BEGIN
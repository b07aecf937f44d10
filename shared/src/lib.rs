pub mod catalog;
pub mod config;
mod error;
pub mod markup;
pub mod navigator;
pub mod placeholder;
pub mod protection;
pub mod resolver;

pub use catalog::{Catalog, CatalogEntry, PROJECT_CATALOG};
pub use config::ViewerConfig;
pub use error::FolioError;
pub use navigator::{Direction, LoadTicket, NavigateOutcome, Navigator, PageView, ViewerState};
pub use resolver::{resolve_page, ImageProbe, ProbeResult, Resolution};
use std::cell::Cell;
use std::rc::Rc;

use js_sys::Reflect;
use wasm_bindgen::prelude::*;
use wasm_bindgen::JsCast;
use web_sys::{
    AddEventListenerOptions, Document, Element, Event, HtmlElement, KeyboardEvent, Window,
};

use folio_shared::markup::PROTECTED_IMAGE_CLASS;
use folio_shared::protection::{
    blocked_shortcut, blocks_context_menu, blocks_drag, blocks_selection, blocks_touch, KeyInput,
    Notice,
};

use crate::dom::{add_listener, inject_protection_style, set_display, show_notice};
use crate::viewer::SharedViewer;

const TOUCH_EVENTS: [&str; 2] = ["touchstart", "touchmove"];

fn target_protected(event: &Event) -> bool {
    event
        .target()
        .and_then(|target| target.dyn_into::<Element>().ok())
        .and_then(|element| {
            element
                .closest(&format!(".{PROTECTED_IMAGE_CLASS}"))
                .ok()
                .flatten()
        })
        .is_some()
}

fn viewer_open(viewer: &SharedViewer) -> bool {
    viewer
        .try_borrow()
        .map(|viewer| viewer.is_open())
        .unwrap_or(true)
}

/// Installs the page-wide deterrents. They only discourage casual copying.
pub fn install(
    window: &Window,
    document: &Document,
    viewer: &SharedViewer,
    notice_ms: u32,
) -> Result<(), JsValue> {
    inject_protection_style(document)?;

    {
        let viewer = viewer.clone();
        let window = window.clone();
        let document_cb = document.clone();
        add_listener(document, "contextmenu", move |event| {
            if blocks_context_menu(viewer_open(&viewer), target_protected(&event)) {
                event.prevent_default();
                show_notice(&window, &document_cb, Notice::RightClick.message(), notice_ms);
            }
        })?;
    }

    add_listener(document, "dragstart", move |event| {
        if blocks_drag(target_protected(&event)) {
            event.prevent_default();
        }
    })?;

    {
        let viewer = viewer.clone();
        add_listener(document, "selectstart", move |event| {
            if blocks_selection(viewer_open(&viewer), target_protected(&event)) {
                event.prevent_default();
            }
        })?;
    }

    {
        let window = window.clone();
        let document_cb = document.clone();
        add_listener(document, "keydown", move |event| {
            let Ok(event) = event.dyn_into::<KeyboardEvent>() else {
                return;
            };
            let key = event.key();
            let input = KeyInput {
                key: &key,
                ctrl: event.ctrl_key(),
                meta: event.meta_key(),
                shift: event.shift_key(),
            };
            if let Some(notice) = blocked_shortcut(&input) {
                event.prevent_default();
                show_notice(&window, &document_cb, notice.message(), notice_ms);
            }
        })?;
    }

    log::info!("protection initialized");
    Ok(())
}

fn supports_touch(window: &Window) -> bool {
    Reflect::has(window.as_ref(), &JsValue::from_str("ontouchstart")).unwrap_or(false)
}

/// Decoy overlay and touch suppression that exist only while the viewer is open.
pub struct ViewerGuard {
    overlay: Option<HtmlElement>,
    open: Rc<Cell<bool>>,
    touch: Option<Closure<dyn FnMut(Event)>>,
}

impl ViewerGuard {
    pub fn new(overlay: Option<HtmlElement>) -> Self {
        Self {
            overlay,
            open: Rc::new(Cell::new(false)),
            touch: None,
        }
    }

    pub fn has_touch_listener(&self) -> bool {
        self.touch.is_some()
    }

    pub fn enable(&mut self, window: &Window, document: &Document) {
        self.open.set(true);
        if let Some(overlay) = &self.overlay {
            set_display(overlay, true, "block");
        }
        if self.touch.is_some() || !supports_touch(window) {
            return;
        }
        let open = self.open.clone();
        let callback = Closure::<dyn FnMut(Event)>::new(move |event: Event| {
            if blocks_touch(open.get()) {
                event.prevent_default();
            }
        });
        let options = AddEventListenerOptions::new();
        options.set_passive(false);
        for name in TOUCH_EVENTS {
            if let Err(err) = document.add_event_listener_with_callback_and_add_event_listener_options(
                name,
                callback.as_ref().unchecked_ref(),
                &options,
            ) {
                log::warn!("failed to add {name} guard: {err:?}");
            }
        }
        self.touch = Some(callback);
        log::debug!("touch protection enabled");
    }

    pub fn disable(&mut self, document: &Document) {
        self.open.set(false);
        if let Some(overlay) = &self.overlay {
            set_display(overlay, false, "block");
        }
        let Some(callback) = self.touch.take() else {
            return;
        };
        for name in TOUCH_EVENTS {
            let _ = document
                .remove_event_listener_with_callback(name, callback.as_ref().unchecked_ref());
        }
        log::debug!("touch protection disabled");
    }
}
END
## Aim of the exercise
From the data above, copy each line that holds "message".

## Exercise answer
                show_notice(&window, &document_cb, Notice::RightClick.message(), notice_ms);
                show_notice(&window, &document_cb, notice.message(), notice_ms);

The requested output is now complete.